Can You Name the Engine Part from Three Hints?

AUTO

28 PLAYS

By: Steven Symes

7 Min Quiz

Image: Shutterstock

About This Quiz

The leg bone's connected to the hip bone.... oops, sorry, wrong quiz.. The radiator's connected to the engine block... or is it? 

The modern gasoline-driven automobile is made up of approximately 3,000 different parts (though the electric ones have only 20, which is why they are so much cheaper to run). Each of these parts work together to make your car function at the top of its game. Lucky for you, we've only included 35 car parts in this quiz, and they are all part of the engine. The engine, of course, is the part of your car that makes the whole vehicle go vroom, and the largest car engine has as many as 14,000 parts. The average is thankfully lower, with only a few hundred, but as we all know, there are some parts that are more critical than others - and definitely more well known. 
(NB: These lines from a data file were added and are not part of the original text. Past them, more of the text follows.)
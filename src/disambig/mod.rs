//! Disambiguation strategies: pick the knowledge-base entity a mention refers to.
//!
//! A strategy implements [`Disambiguator::select`] over an already fetched
//! candidate list. The provided trait methods handle fetching candidates
//! from a [`Search`] backend, wrapping picks into typed [`Disambiguated`]
//! records, and classifying the outcome as a [`Resolution`].
//!
//! Strategies are constructed by name through a [`DisambiguatorRegistry`],
//! a static map from name to factory:
//!
//! | name     | strategy                                  |
//! |----------|-------------------------------------------|
//! | `simple` | [`simple::FirstCandidate`]                |
//! | `sim`    | [`similarity::SimilarityDisambiguator`]   |
//! | `llm`    | [`llm::LlmDisambiguator`]                 |

pub mod llm;
pub mod similarity;
pub mod simple;

use std::collections::BTreeMap;
use std::sync::{Arc, LazyLock, mpsc};

use miette::Diagnostic;
use thiserror::Error;

use crate::candidate::{Candidate, Disambiguated, EntityKind, Selection};
use crate::embed::{EmbedError, Embedder, SimilarityMetric};
use crate::error::KbError;
use crate::kb::Search;
use crate::llm::{ChatModel, LlmError};

/// Errors from disambiguation strategies.
#[derive(Debug, Error, Diagnostic)]
pub enum DisambigError {
    #[error("no candidates to disambiguate the label `{label}`")]
    #[diagnostic(
        code(kbqa::disambig::no_candidates),
        help("Strategies need at least one candidate. Check the search backend and language.")
    )]
    NoCandidates { label: String },

    #[error("could not disambiguate label `{label}` among the candidates")]
    #[diagnostic(
        code(kbqa::disambig::unresolved),
        help(
            "The judge found no candidate that clearly matches the mention. Add context to \
             the question or use the `sim` strategy."
        )
    )]
    Unresolved { label: String },

    #[error("no such disambiguator `{name}`")]
    #[diagnostic(code(kbqa::disambig::unknown_strategy), help("Available strategies: {available}"))]
    UnknownStrategy { name: String, available: String },

    #[error("disambiguating `{label}` needs the sentence it occurs in")]
    #[diagnostic(
        code(kbqa::disambig::missing_context),
        help("Pass the question as `DisambiguationContext::sentence`.")
    )]
    MissingContext { label: String },

    #[error("strategy `{strategy}` needs a chat model")]
    #[diagnostic(
        code(kbqa::disambig::missing_model),
        help("Configure `[model]` or pass a model in `DisambiguatorOptions`.")
    )]
    MissingModel { strategy: String },

    #[error("strategy `{strategy}` needs an embedder")]
    #[diagnostic(
        code(kbqa::disambig::missing_embedder),
        help("Pass an embedder in `DisambiguatorOptions`.")
    )]
    MissingEmbedder { strategy: String },

    #[error("chat model failed while disambiguating `{label}`")]
    #[diagnostic(code(kbqa::disambig::llm))]
    Llm {
        label: String,
        #[source]
        #[diagnostic_source]
        source: LlmError,
    },

    #[error("embedding failed while disambiguating `{label}`")]
    #[diagnostic(code(kbqa::disambig::embed))]
    Embed {
        label: String,
        #[source]
        #[diagnostic_source]
        source: EmbedError,
    },

    #[error("candidate search failed for `{label}`")]
    #[diagnostic(code(kbqa::disambig::search))]
    Kb {
        label: String,
        #[source]
        #[diagnostic_source]
        source: KbError,
    },
}

/// Text surrounding a mention.
#[derive(Debug, Clone, Default, PartialEq, Eq)]
pub struct DisambiguationContext {
    /// Sentence the mention occurs in.
    pub sentence: Option<String>,
    /// Extra free text shown to judges, e.g. the description of a linked entity.
    pub textual_context: Option<String>,
}

impl DisambiguationContext {
    pub fn sentence(sentence: impl Into<String>) -> Self {
        Self {
            sentence: Some(sentence.into()),
            textual_context: None,
        }
    }

    pub fn with_textual_context(mut self, context: Option<String>) -> Self {
        self.textual_context = context.filter(|c| !c.trim().is_empty());
        self
    }
}

/// Outcome of one disambiguation, as a tag rather than an error.
#[derive(Debug)]
pub enum Resolution {
    /// At least one candidate was selected.
    Resolved(Vec<Disambiguated>),
    /// The search produced nothing to choose from.
    NoCandidates,
    /// Candidates existed but none could be chosen.
    Ambiguous,
    /// The strategy or a backend failed.
    BackendError(DisambigError),
}

impl From<Result<Vec<Disambiguated>, DisambigError>> for Resolution {
    fn from(result: Result<Vec<Disambiguated>, DisambigError>) -> Self {
        match result {
            Ok(found) if found.is_empty() => Self::NoCandidates,
            Ok(found) => Self::Resolved(found),
            Err(DisambigError::NoCandidates { .. }) => Self::NoCandidates,
            Err(DisambigError::Unresolved { .. }) => Self::Ambiguous,
            Err(e) => Self::BackendError(e),
        }
    }
}

impl Resolution {
    pub fn is_resolved(&self) -> bool {
        matches!(self, Self::Resolved(_))
    }
}

/// A named disambiguation strategy.
pub trait Disambiguator: Send + Sync {
    /// Registry name of the strategy.
    fn name(&self) -> &'static str;

    /// Choose among `candidates` (never empty) for `label`.
    ///
    /// At most `limit` selections are returned, best first; a `limit` of 0
    /// leaves the number uncapped. Strategies may return fewer.
    fn select(
        &self,
        label: &str,
        candidates: &[Candidate],
        limit: usize,
        context: &DisambiguationContext,
    ) -> Result<Vec<Selection>, DisambigError>;

    /// Disambiguate among known candidates; fails on an empty list.
    fn disambiguate_candidates(
        &self,
        label: &str,
        candidates: &[Candidate],
        kind: EntityKind,
        limit: usize,
        context: &DisambiguationContext,
    ) -> Result<Vec<Disambiguated>, DisambigError> {
        if candidates.is_empty() {
            return Err(DisambigError::NoCandidates {
                label: label.to_string(),
            });
        }
        let picks = self.select(label, candidates, limit, context)?;
        Ok(picks
            .into_iter()
            .map(|s| Disambiguated::from_selection(s, kind))
            .collect())
    }

    /// Fetch up to `limit` candidates for `label` and disambiguate them.
    ///
    /// Returns an empty list when the search finds nothing.
    fn disambiguate(
        &self,
        label: &str,
        search: &dyn Search,
        kind: EntityKind,
        limit: usize,
        language: &str,
        context: &DisambiguationContext,
    ) -> Result<Vec<Disambiguated>, DisambigError> {
        let candidates = fetch_candidates(search, label, kind, limit, language)?;
        if candidates.is_empty() {
            tracing::debug!(label, %kind, "search returned no candidates");
            return Ok(Vec::new());
        }
        self.disambiguate_candidates(label, &candidates, kind, limit, context)
    }

    fn disambiguate_item(
        &self,
        label: &str,
        search: &dyn Search,
        limit: usize,
        language: &str,
        context: &DisambiguationContext,
    ) -> Result<Vec<Disambiguated>, DisambigError> {
        self.disambiguate(label, search, EntityKind::Item, limit, language, context)
    }

    fn disambiguate_property(
        &self,
        label: &str,
        search: &dyn Search,
        limit: usize,
        language: &str,
        context: &DisambiguationContext,
    ) -> Result<Vec<Disambiguated>, DisambigError> {
        self.disambiguate(label, search, EntityKind::Property, limit, language, context)
    }

    /// [`disambiguate`](Self::disambiguate) classified as a [`Resolution`].
    fn resolve(
        &self,
        label: &str,
        search: &dyn Search,
        kind: EntityKind,
        limit: usize,
        language: &str,
        context: &DisambiguationContext,
    ) -> Resolution {
        self.disambiguate(label, search, kind, limit, language, context)
            .into()
    }
}

/// Collect search hits as candidates, skipping hits that fail to load.
pub fn fetch_candidates(
    search: &dyn Search,
    label: &str,
    kind: EntityKind,
    limit: usize,
    language: &str,
) -> Result<Vec<Candidate>, DisambigError> {
    let stream = match kind {
        EntityKind::Item => search.item_descriptor(label, language, limit),
        EntityKind::Property => search.property_descriptor(label, language, limit),
    }
    .map_err(|source| DisambigError::Kb {
        label: label.to_string(),
        source,
    })?;

    let mut candidates = Vec::new();
    for hit in stream {
        match hit {
            Ok((entity, descriptor)) => candidates.push(descriptor.to_candidate(&entity, language)),
            Err(e) => tracing::info!(label, error = %e, "skipping candidate that failed to load"),
        }
    }
    Ok(candidates)
}

/// One disambiguation to run in the background.
#[derive(Debug, Clone)]
pub struct DisambiguationRequest {
    pub label: String,
    pub kind: EntityKind,
    pub limit: usize,
    pub language: String,
    pub context: DisambiguationContext,
}

/// Results of a background disambiguation, yielded one at a time in
/// selection order. A failure is yielded once, as the only item.
pub struct DisambiguationStream {
    rx: mpsc::Receiver<Result<Disambiguated, DisambigError>>,
}

impl Iterator for DisambiguationStream {
    type Item = Result<Disambiguated, DisambigError>;

    fn next(&mut self) -> Option<Self::Item> {
        self.rx.recv().ok()
    }
}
We don't expect you to be able to name each nut and bolt for this quiz, but we will expect you to be able to identify some of the more common engine parts When you're finished, you will never look at engines the same way again. Take this quiz to find out how much you really know about what's under your cars' hood.

It adds that special spark. It sits in a well. It can become fouled.

The spark plug puts the spark right in the cylinders, igniting the air and fuel mixture. Without spark plugs, your engine wouldn't produce any power, and your car would just sit.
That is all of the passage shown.